[Dataset items]

◇ ◇ ◇ ◇

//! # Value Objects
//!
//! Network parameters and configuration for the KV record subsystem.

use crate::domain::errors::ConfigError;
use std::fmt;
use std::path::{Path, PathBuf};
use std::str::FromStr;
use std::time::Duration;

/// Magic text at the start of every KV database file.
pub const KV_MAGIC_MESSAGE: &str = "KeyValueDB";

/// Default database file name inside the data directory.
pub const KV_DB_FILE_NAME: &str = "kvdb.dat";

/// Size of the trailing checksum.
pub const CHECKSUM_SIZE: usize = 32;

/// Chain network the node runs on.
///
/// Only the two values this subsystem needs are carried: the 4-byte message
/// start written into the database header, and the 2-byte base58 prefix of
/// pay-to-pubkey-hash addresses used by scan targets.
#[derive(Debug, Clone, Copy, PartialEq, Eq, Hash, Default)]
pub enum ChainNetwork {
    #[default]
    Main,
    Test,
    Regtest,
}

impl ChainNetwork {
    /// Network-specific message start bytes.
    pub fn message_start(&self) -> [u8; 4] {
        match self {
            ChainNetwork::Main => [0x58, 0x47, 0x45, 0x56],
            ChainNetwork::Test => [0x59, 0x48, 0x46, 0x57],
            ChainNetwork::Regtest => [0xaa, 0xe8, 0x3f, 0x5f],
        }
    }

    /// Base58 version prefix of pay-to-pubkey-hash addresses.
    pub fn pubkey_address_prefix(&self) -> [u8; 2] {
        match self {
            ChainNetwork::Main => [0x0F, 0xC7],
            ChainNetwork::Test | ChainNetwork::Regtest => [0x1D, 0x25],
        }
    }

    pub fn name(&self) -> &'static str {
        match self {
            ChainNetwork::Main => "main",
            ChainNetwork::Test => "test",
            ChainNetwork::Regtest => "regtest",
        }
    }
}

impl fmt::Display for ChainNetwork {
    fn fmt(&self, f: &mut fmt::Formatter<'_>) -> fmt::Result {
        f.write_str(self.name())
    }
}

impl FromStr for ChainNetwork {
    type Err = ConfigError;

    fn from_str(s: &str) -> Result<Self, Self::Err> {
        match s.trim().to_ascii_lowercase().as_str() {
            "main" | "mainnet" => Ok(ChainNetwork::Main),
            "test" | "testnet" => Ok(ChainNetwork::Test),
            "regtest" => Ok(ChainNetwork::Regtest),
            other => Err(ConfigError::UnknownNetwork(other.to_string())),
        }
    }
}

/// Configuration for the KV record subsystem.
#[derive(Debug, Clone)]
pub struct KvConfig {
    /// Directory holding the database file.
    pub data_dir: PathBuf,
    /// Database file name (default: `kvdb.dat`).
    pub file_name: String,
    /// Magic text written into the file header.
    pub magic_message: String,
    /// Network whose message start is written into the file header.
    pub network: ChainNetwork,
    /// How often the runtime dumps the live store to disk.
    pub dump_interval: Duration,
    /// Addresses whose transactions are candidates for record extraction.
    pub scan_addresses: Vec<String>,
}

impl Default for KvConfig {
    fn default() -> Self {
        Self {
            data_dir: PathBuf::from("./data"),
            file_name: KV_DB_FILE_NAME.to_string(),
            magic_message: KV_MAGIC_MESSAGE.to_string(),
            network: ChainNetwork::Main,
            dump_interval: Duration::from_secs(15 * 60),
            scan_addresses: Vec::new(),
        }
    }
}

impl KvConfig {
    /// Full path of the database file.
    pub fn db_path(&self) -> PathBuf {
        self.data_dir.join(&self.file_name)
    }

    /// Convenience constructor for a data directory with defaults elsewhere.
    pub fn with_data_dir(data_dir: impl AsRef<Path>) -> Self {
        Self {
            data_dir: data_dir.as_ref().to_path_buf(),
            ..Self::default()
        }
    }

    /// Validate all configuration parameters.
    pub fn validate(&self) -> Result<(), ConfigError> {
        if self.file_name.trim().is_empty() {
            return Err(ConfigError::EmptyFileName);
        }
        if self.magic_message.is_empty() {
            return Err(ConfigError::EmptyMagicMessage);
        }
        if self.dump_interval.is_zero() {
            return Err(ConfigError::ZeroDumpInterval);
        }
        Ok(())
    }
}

◇ ◇ ◇ ◇

■ Required action ■
Copy each line above that contains the string "FromStr".

■ Problem solution ■
use std::str::FromStr;
impl FromStr for ChainNetwork {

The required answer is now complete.